# Is a papillon good for a first time owner?



## newpupmom (Jun 14, 2012)

So I have made my mistakes and now I want to get things right. I am searching for the right fit for us. I have decided a rescued dog that is an adult and proven with cats and children would be better for me. First of all the rescue I am looking through temperament tests all their dogs. 
Anyway there is a six year old neutered papillon. I have read they are good with first time dog owners. Plus it is an adult. 
Can anyone give me insight on them? 
I have read they can be catlike and that drAws me to them. 

I want a small companion dog. I want a dog that wants tO be with me. I want a dog that does well with children and cats. I want a dog that can walk a mile with me once or twice a day in good weather. I want a dog I can take with me places when I visit my mom with dogs andy I laws with dogs.


----------



## littleorphanmolly (Jun 18, 2012)

I could have wrote this same thread. 
Pugs are my favorite breed but I am open to other small companion dogs as long as it fits my family. 
I try to walk a mile every day too.

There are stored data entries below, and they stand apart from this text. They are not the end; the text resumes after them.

//! File-based configuration loading.

use std::path::Path;

use super::Config;
use crate::error::{Result, TimelineError};

/// Configuration file format.
#[derive(Debug, Clone, Copy, PartialEq, Eq)]
pub enum ConfigFormat {
    /// TOML format.
    Toml,
    /// JSON format.
    Json,
}

impl ConfigFormat {
    /// Detect format from file extension.
    #[must_use]
    pub fn from_extension(ext: &str) -> Option<Self> {
        match ext.to_ascii_lowercase().as_str() {
            "toml" => Some(Self::Toml),
            "json" => Some(Self::Json),
            _ => None,
        }
    }

    /// Detect format from path.
    #[must_use]
    pub fn from_path(path: &Path) -> Option<Self> {
        path.extension()
            .and_then(|e| e.to_str())
            .and_then(Self::from_extension)
    }
}

/// Load a configuration file, choosing the format by extension.
///
/// Files without a recognised extension are read as TOML.
pub fn load_config(path: &Path) -> Result<Config> {
    let content = std::fs::read_to_string(path)
        .map_err(|e| TimelineError::io_context(format!("reading config {}", path.display()), e))?;
    let format = ConfigFormat::from_path(path).unwrap_or(ConfigFormat::Toml);
    parse_config(&content, format)
        .map_err(|e| TimelineError::config(format!("{}: {e}", path.display())))
}

/// Parse config content.
pub fn parse_config(content: &str, format: ConfigFormat) -> Result<Config> {
    match format {
        ConfigFormat::Toml => toml::from_str(content).map_err(|e| TimelineError::config(e.to_string())),
        ConfigFormat::Json => {
            serde_json::from_str(content).map_err(|e| TimelineError::config(e.to_string()))
        }
    }
}

#[cfg(test)]
mod tests {
    use super::*;
    use crate::dimensions::Dimensions;
    use crate::frame::ByteOrder;

    #[test]
    fn format_detection() {
        assert_eq!(ConfigFormat::from_extension("TOML"), Some(ConfigFormat::Toml));
        assert_eq!(
            ConfigFormat::from_path(Path::new("/etc/timeline.json")),
            Some(ConfigFormat::Json)
        );
        assert_eq!(ConfigFormat::from_path(Path::new("timeline.yaml")), None);
    }

    #[test]
    fn parse_toml_full() {
        let content = r#"
            dimensions = [30, 100]

            [decoder]
            byte_order = "big"

            [recorder]
            program = "/usr/local/bin/ttyrec"
            args = ["-a"]
        "#;
        let config = parse_config(content, ConfigFormat::Toml).unwrap();
        assert_eq!(config.decoder.byte_order, ByteOrder::Big);
        assert_eq!(config.dimensions, Some(Dimensions::new(30, 100)));
        assert_eq!(config.recorder.program, "/usr/local/bin/ttyrec");
        assert_eq!(config.recorder.args, vec!["-a".to_string()]);
    }

    #[test]
    fn parse_toml_partial_keeps_defaults() {
        let config = parse_config("[decoder]\nbyte_order = \"native\"\n", ConfigFormat::Toml).unwrap();
        assert_eq!(config.decoder.byte_order, ByteOrder::Native);
        assert_eq!(config.recorder.program, "ttyrec");
        assert_eq!(config.dimensions, None);
    }

    #[test]
    fn parse_json() {
        let config = parse_config(
            r#"{"decoder": {"byte_order": "little"}, "dimensions": [24, 80]}"#,
            ConfigFormat::Json,
        )
        .unwrap();
        assert_eq!(config.dimensions, Some(Dimensions::STANDARD));
    }

    #[test]
    fn unknown_keys_are_rejected() {
        let err = parse_config("colour = true\n", ConfigFormat::Toml).unwrap_err();
        assert!(matches!(err, TimelineError::Config { .. }));
    }

    #[test]
    fn bad_byte_order_is_rejected() {
        assert!(parse_config("[decoder]\nbyte_order = \"middle\"\n", ConfigFormat::Toml).is_err());
    }

    #[test]
    fn load_from_disk() {
        let dir = tempfile::tempdir().unwrap();
        let path = dir.path().join("timeline.toml");
        std::fs::write(&path, "dimensions = [50, 160]\n").unwrap();
        let config = load_config(&path).unwrap();
        assert_eq!(config.dimensions, Some(Dimensions::new(50, 160)));

        let missing = load_config(&dir.path().join("absent.toml")).unwrap_err();
        assert!(matches!(missing, TimelineError::IoWithContext { .. }));
    }
}
//! Environment-based configuration overrides.

use super::Config;
use crate::dimensions::Dimensions;
use crate::error::{Result, TimelineError};

/// Environment configuration prefix.
pub const DEFAULT_PREFIX: &str = "TTYREC_TIMELINE";

/// Recognised variable names, without the prefix.
pub mod vars {
    /// Header byte order.
    pub const BYTE_ORDER: &str = "BYTE_ORDER";
    /// Terminal height.
    pub const HEIGHT: &str = "HEIGHT";
    /// Terminal width.
    pub const WIDTH: &str = "WIDTH";
    /// Recorder program.
    pub const RECORDER: &str = "RECORDER";
}

/// Environment variable reader.
#[derive(Debug, Clone)]
pub struct EnvConfig {
    prefix: String,
}

impl Default for EnvConfig {
    fn default() -> Self {
        Self::new(DEFAULT_PREFIX)
    }
}

impl EnvConfig {
    /// Create a reader using `prefix`.
    #[must_use]
    pub fn new(prefix: impl Into<String>) -> Self {
        Self {
            prefix: prefix.into(),
        }
    }

    /// Build the full environment variable name.
    #[must_use]
    pub fn var_name(&self, name: &str) -> String {
        if self.prefix.is_empty() {
            name.to_uppercase()
        } else {
            format!("{}_{}", self.prefix, name.to_uppercase())
        }
    }

    /// Apply overrides from the process environment.
    pub fn apply(&self, config: &mut Config) -> Result<()> {
        self.apply_with(config, |name| std::env::var(name).ok())
    }

    /// Apply overrides using `lookup` to read variables.
    ///
    /// Height and width only take effect together; a malformed value is an
    /// error rather than being ignored.
    pub fn apply_with(
        &self,
        config: &mut Config,
        lookup: impl Fn(&str) -> Option<String>,
    ) -> Result<()> {
        let get = |name: &str| lookup(&self.var_name(name));

        if let Some(order) = get(vars::BYTE_ORDER) {
            config.decoder.byte_order = order.parse()?;
        }

        match (get(vars::HEIGHT), get(vars::WIDTH)) {
            (Some(height), Some(width)) => {
                config.dimensions = Some(Dimensions::new(
                    self.parse_size(vars::HEIGHT, &height)?,
                    self.parse_size(vars::WIDTH, &width)?,
                ));
            }
            (None, None) => {}
            _ => {
                return Err(TimelineError::config(format!(
                    "{} and {} must be set together",
                    self.var_name(vars::HEIGHT),
                    self.var_name(vars::WIDTH)
                )));
            }
        }

        if let Some(program) = get(vars::RECORDER) {
            config.recorder.program = program;
        }

        Ok(())
    }

    fn parse_size(&self, name: &str, value: &str) -> Result<u16> {
        value.trim().parse().map_err(|_| {
            TimelineError::config(format!("{}={value:?} is not a valid size", self.var_name(name)))
        })
    }
}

But we have harsh winters and I don't want to walk that far in the freeze. 
Anxious to read replies.


----------



## Laurelin (Nov 2, 2006)

I've had 7 papillons so far and will likely have many more in the future. They are GREAT dogs but like any breed are not for everyone. All dogs and papillons are individuals and mine vary a ton. If you're looking at an adult dog then it is best to talk to the foster people/previous owners and figure out if that dog in particular is what you want. If you're looking for a puppy, then find a good breeder who can point you in the right direction and match a puppy to you with an appropriate energy level.

The biggest things I can say about papillons is that they do shed and most are pretty vocal. Grooming is minor but I have little white hairs everywhere. 

The energy level and level of drive in papillons varies a lot. I have one papillon that is the calmest dog I've ever met. She is up for a hike but would lay around all day every day and just be thrilled. She never barks and is really easy. On the opposite end of the spectrum I have a papillon that is almost nonstop energy and is very demanding. She's also very vocal in that she yaps and she also excitement screams. She is not a good dog for a lot of people. The other five paps I've had are more along the typical lines of the ones I know. They are energetic and happy, eager to do anything but also okay with just chilling. 

Papillons tend to be higher drive than a lot of toy breeds, which is why papillons are one of the top agility breeds and you even see them up at the world team level with the border collies and the shelties. They're often called the border collie of the toy group for that reason. Papillons can be very busy dogs and can be quite annoying if you don't give them something to do. If you do give them something to do though, they often excel. I know you had a JRT and I will tell you my youngest pap is just as much energy as the JRTs I know and is much more energetic and faster than the JRT in my agility class. However, I haven't found them to be nearly as scrappy as a JRT. Paps are pretty soft, sensitive dogs.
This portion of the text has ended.